За дверью молчали. Нет, не молчали, а было слышно через дверь, как кто-то порывисто дышит, будто хочет ответить и не может…

Мама Галя, не снимая цепочки, отперла, приоткрыла дверь.

Там стояла Софья Никитична Якимова. В наспех надетом, расстегнутом, вероятно первом попавшемся под руку, платье. Бледная, ни кровинки в лице. Глаза какие-то остекленелые, ничего не видящие перед собой.

— Софья Никитична?.. — Ма откинула цепочку.

Софья Никитична машинально переступила порог и опять остановилась, не произнося ни слова, вперясь глазами в пустоту.

— Что случилось?..

Якимова молча, ступая тяжело и неверно, сгорбясь, будто за одну ночь состарилась, направилась к окну.

— С Танечкой что-нибудь? — испугалась Ма.

— Она… спит, — едва слышно ответила Якимова.

Мы подошли к окну следом за ней.

Там, за окном, едва развиднелось. Бесчисленные окна нашего дома были свинцово бельмасты, слепы. Двор пуст и чист.

Близ нашего подъезда стояла машина. Небольшой автобус, «пикап», крашенный темной краской, без окон.

Поначалу я даже не обратил особого внимания на эту машину, не поставил ее ни в какую связь с ночным звонком, с появлением Софьи Никитичны. Мало ли всяких машин приезжало в наш двор и уезжало?.. Я смотрел из окна на пустынный наш двор, недоумевая: что же такое произошло? В чем дело?

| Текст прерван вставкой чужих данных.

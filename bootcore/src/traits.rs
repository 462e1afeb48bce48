//! Hardware abstraction traits.
//!
//! These traits define the interface that the bring-up code uses to
//! reach the hardware. Production code binds them to memory-mapped
//! registers; host tests bind them to a simulated register file.

/// Result type for bring-up helpers.
pub type Result<T> = core::result::Result<T, Error>;

/// Bring-up error types.
///
/// None of these are recoverable on target. They exist so helpers can
/// report *why* a configuration is unusable before the caller parks.
#[derive(Debug, Clone, Copy, PartialEq, Eq, thiserror::Error)]
#[repr(u8)]
pub enum Error {
    /// A frequency in the configuration is zero
    #[error("clock frequency must be non-zero")]
    ZeroFrequency,
    /// Multiplication factor does not fit the multiplier's MUL field
    #[error("multiplier factor does not fit the MUL field")]
    MultiplierOutOfRange,
    /// A value does not fit the register field it is written to
    #[error("value does not fit its register field")]
    FieldOutOfRange,
    /// Tick reload value does not fit the 24-bit counter
    #[error("tick reload value does not fit the 24-bit counter")]
    ReloadOutOfRange,
}

/// Access width of a memory-mapped register.
#[derive(Debug, Clone, Copy, PartialEq, Eq)]
pub enum Width {
    /// 8-bit access
    Byte,
    /// 16-bit access
    Half,
    /// 32-bit access
    Word,
}

impl Width {
    /// Mask covering every bit the register can hold.
    #[inline]
    pub const fn mask(self) -> u32 {
        match self {
            Width::Byte => 0xFF,
            Width::Half => 0xFFFF,
            Width::Word => 0xFFFF_FFFF,
        }
    }
}

/// A named memory-mapped register.
#[derive(Debug, Clone, Copy, PartialEq, Eq)]
pub struct Register {
    /// Vendor name, e.g. `"GCLK.STATUS"`.
    pub name: &'static str,
    /// Absolute address.
    pub addr: usize,
    /// Access width.
    pub width: Width,
}

impl Register {
    pub const fn byte(name: &'static str, addr: usize) -> Self {
        Self { name, addr, width: Width::Byte }
    }

    pub const fn half(name: &'static str, addr: usize) -> Self {
        Self { name, addr, width: Width::Half }
    }

    pub const fn word(name: &'static str, addr: usize) -> Self {
        Self { name, addr, width: Width::Word }
    }
}

/// Read/write access to hardware registers.
///
/// Reads take `&mut self`: a status read is an observable event on
/// real hardware (and a counted poll in the simulator).
pub trait Registers {
    /// Read the register, zero-extended to 32 bits.
    fn read(&mut self, reg: Register) -> u32;

    /// Write the register. Bits beyond its width are discarded.
    fn write(&mut self, reg: Register, value: u32);

    /// Read-modify-write.
    fn modify(&mut self, reg: Register, f: impl FnOnce(u32) -> u32) {
        let value = self.read(reg);
        self.write(reg, f(value));
    }

    /// Set the given bits, leaving the others untouched.
    fn set_bits(&mut self, reg: Register, bits: u32) {
        self.modify(reg, |v| v | bits);
    }

    /// Clear the given bits, leaving the others untouched.
    fn clear_bits(&mut self, reg: Register, bits: u32) {
        self.modify(reg, |v| v & !bits);
    }

    /// Check whether all of `bits` read back as set.
    fn bits_set(&mut self, reg: Register, bits: u32) -> bool {
        self.read(reg) & bits == bits
    }

    /// Check whether all of `bits` read back as clear.
    fn bits_clear(&mut self, reg: Register, bits: u32) -> bool {
        self.read(reg) & bits == 0
    }
}

impl<R: Registers + ?Sized> Registers for &mut R {
    fn read(&mut self, reg: Register) -> u32 {
        (**self).read(reg)
    }

    fn write(&mut self, reg: Register, value: u32) {
        (**self).write(reg, value)
    }

    fn bits_set(&mut self, reg: Register, bits: u32) -> bool {
        (**self).bits_set(reg, bits)
    }

    fn bits_clear(&mut self, reg: Register, bits: u32) -> bool {
        (**self).bits_clear(reg, bits)
    }
}

/// Synchronisation barrier used between dependent hardware steps.
///
/// On target a barrier blocks without timeout: the hardware either
/// asserts the flag or the device never finishes bring-up.
pub trait Barrier {
    /// Block until `ready` returns `true`. `ready` is polled repeatedly
    /// and must not write registers.
    fn until<R: Registers + ?Sized>(&mut self, regs: &mut R, ready: impl FnMut(&mut R) -> bool);

    /// Stop forever on a non-recoverable condition.
    fn park(&mut self) -> !;
}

По узкому тротуару, норовя держаться поближе к стене, торопливо и как-то воровато семенила женская фигура. Цветастый крепдешин, сумочка, каблуки — цок, цок, цок… Она шла, застенчиво опустив голову. Но я, приглядевшись, узнал: это была хохлуша с фабрики-кухни, четвертая жена Яна Бжевского, та самая, которая заставила его сбрить усики. Откуда же она так поздно? Вернее, так рано, под утро?.. Нехорошо так долго гулять, щеголять в крепдешинах, когда муж в отъезде. То-то она озирается, то-то жмется к стене… Может быть, из-за этого, из-за нее, из-за этой хохлуши так расстроилась Софья Никитична?